With my involvement in the Low Grade Glioma Registry and Count Me In Brain Tumor Project, I think we are at the beginning of the precision medicine journey. I am seeing multiple similar endeavors that are looking at rare diseases and diseases that disproportionately affect particular demographics. While many of these rare diseases may have low overall prevalence, their societal burden is significant.

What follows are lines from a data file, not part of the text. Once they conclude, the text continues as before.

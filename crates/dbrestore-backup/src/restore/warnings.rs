//! Non-fatal conditions recorded during a restore

use serde::{Serialize, Serializer};
use std::fmt;

/// A schema-drift or strategy-fallback condition recovered locally.
#[derive(Debug, Clone, PartialEq, Eq)]
pub enum RestoreWarning {
    /// The dumped table does not exist in the target database
    MissingTable { table: String },

    /// A dumped column no longer exists in the live table
    DroppedColumn { table: String, column: String },

    /// A live column has no data in the dump
    AddedColumn { table: String, column: String },

    /// The live table has no primary key, so it was emptied before insert
    NoPrimaryKey { table: String },

    /// None of the dumped columns exist in the live table
    NoMatchingColumns { table: String },
}

impl RestoreWarning {
    pub fn table(&self) -> &str {
        match self {
            RestoreWarning::MissingTable { table }
            | RestoreWarning::DroppedColumn { table, .. }
            | RestoreWarning::AddedColumn { table, .. }
            | RestoreWarning::NoPrimaryKey { table }
            | RestoreWarning::NoMatchingColumns { table } => table,
        }
    }
}

impl fmt::Display for RestoreWarning {
    fn fmt(&self, f: &mut fmt::Formatter<'_>) -> fmt::Result {
        match self {
            RestoreWarning::MissingTable { table } => write!(
                f,
                "Table \"{table}\" from dump does not exist in database, skipped"
            ),
            RestoreWarning::DroppedColumn { table, column } => write!(
                f,
                "Skipping removed column \"{column}\" in table \"{table}\""
            ),
            RestoreWarning::AddedColumn { table, column } => write!(
                f,
                "New column \"{column}\" in table \"{table}\" will use DB default"
            ),
            RestoreWarning::NoPrimaryKey { table } => write!(
                f,
                "Table \"{table}\" has no primary key, using TRUNCATE + INSERT instead of UPSERT"
            ),
            RestoreWarning::NoMatchingColumns { table } => write!(
                f,
                "Table \"{table}\" shares no columns with the dump, skipped"
            ),
        }
    }
}

impl Serialize for RestoreWarning {
    fn serialize<S: Serializer>(&self, serializer: S) -> Result<S::Ok, S::Error> {
        serializer.collect_str(self)
    }
}

#[cfg(test)]
mod tests {
    use super::*;

    #[test]
    fn test_messages_name_the_subject() {
        let dropped = RestoreWarning::DroppedColumn {
            table: "users".into(),
            column: "email".into(),
        };
        assert!(dropped.to_string().contains("\"email\""));
        assert_eq!(dropped.table(), "users");

        let no_pk = RestoreWarning::NoPrimaryKey {
            table: "audit_log".into(),
        };
        assert!(no_pk.to_string().contains("no primary key"));
    }

    #[test]
    fn test_serializes_as_message() {
        let warning = RestoreWarning::MissingTable {
            table: "legacy".into(),
        };
        let json = serde_json::to_value(&warning).unwrap();
        assert_eq!(json, serde_json::json!(warning.to_string()));
    }
}
//! SQLite fixtures

#![allow(dead_code)]

use dbrestore_core::{Row, Value};
use dbrestore_providers::{DatabaseProvider, SqliteProvider};
use std::path::Path;

pub const APP_SCHEMA: &str = "
    CREATE TABLE roles (
        id INTEGER PRIMARY KEY,
        name TEXT NOT NULL
    );
    CREATE TABLE users (
        id INTEGER PRIMARY KEY,
        name TEXT NOT NULL,
        email TEXT,
        role_id INTEGER REFERENCES roles(id)
    );
    CREATE TABLE _prisma_migrations (
        id TEXT PRIMARY KEY,
        migration_name TEXT NOT NULL
    );
";

pub const APP_DATA: &str = "
    INSERT INTO roles (id, name) VALUES (1, 'admin'), (2, 'member');
    INSERT INTO users (id, name, email, role_id) VALUES
        (1, 'Alice', 'alice@example.com', 1),
        (2, 'Bob', 'bob@example.com', 2);
    INSERT INTO _prisma_migrations (id, migration_name) VALUES ('m1', 'init');
";

/// Opens a database file under `dir` and runs `sql` against it.
pub fn sqlite_db(dir: &Path, file: &str, sql: &str) -> SqliteProvider {
    let provider = SqliteProvider::open(&dir.join(file)).unwrap();
    provider.execute_batch(sql).unwrap();
    provider
}

pub fn row(pairs: &[(&str, Value)]) -> Row {
    pairs
        .iter()
        .map(|(k, v)| (k.to_string(), v.clone()))
        .collect()
}

/// Rows of `table` sorted by `id`.
pub async fn rows_by_id(provider: &dyn DatabaseProvider, table: &str) -> Vec<Row> {
    let mut rows = provider.read_all_rows(table).await.unwrap();
    rows.sort_by_key(|r| match r.get("id") {
        Some(Value::Integer(i)) => *i,
        _ => i64::MAX,
    });
    rows
}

The majority of rare diseases have a genetic origin. While advances in genomic sequencing have made it easier to identify these diseases, and their subtypes, we really have not seen a leapfrog in their treatment. According to the NIH Genetic and Rare Diseases Information Center, rare disease is defined by the Orphan Drug Act as a disease or condition that impacts fewer than 200,000 people in the US. There are more than 10,000 known rare diseases that affect about 1 in 10 people (or 30 million people) in the US. The definition varies by country. The European Union defines a disease as rare when it affects fewer than 1 in 2,000 people.
Just for clarity, all primary Central Nervous System (CNS) cancers are rare. Less than 1 percent of the population is diagnosed with a malignant (cancerous) brain tumor during their lifetime. Often disease information, support and expert care is hard to find. Like other rare diseases, therapeutic options are limited.
The World Health Organization released an updated classification of CNS tumors in 2021. This update was a big shift in applying what has been learned over the last twenty years of molecular research. Better classification hopefully means we also have better understanding of the tumor microenvironment, its metabolism and relationship with the immune system. My hunch is these later areas are still in their very early stages, as we need to also obtain germ-line and multi-omics to have a more complete picture. Allow of which can be employed to also benefit common diseases.
- Genetic, cellular and molecular disease drivers
- Human genome completeness
- Targeted therapeutics
With the recent introduction of long-read sequencing, we may start to close the gaps in human genome completeness. PacBio and Oxford Nanopore are leading the way. It’s a bit early for use in a clinical setting, but certainly worthy in rare disease research, especially analyzing germ-line and somatic DNA. While I would like to think therapeutic genome editing will be applicable for rare diseases like primary glioma, such treatments are likely a decade or more away, mostly because the tumors are highly heterogeneous.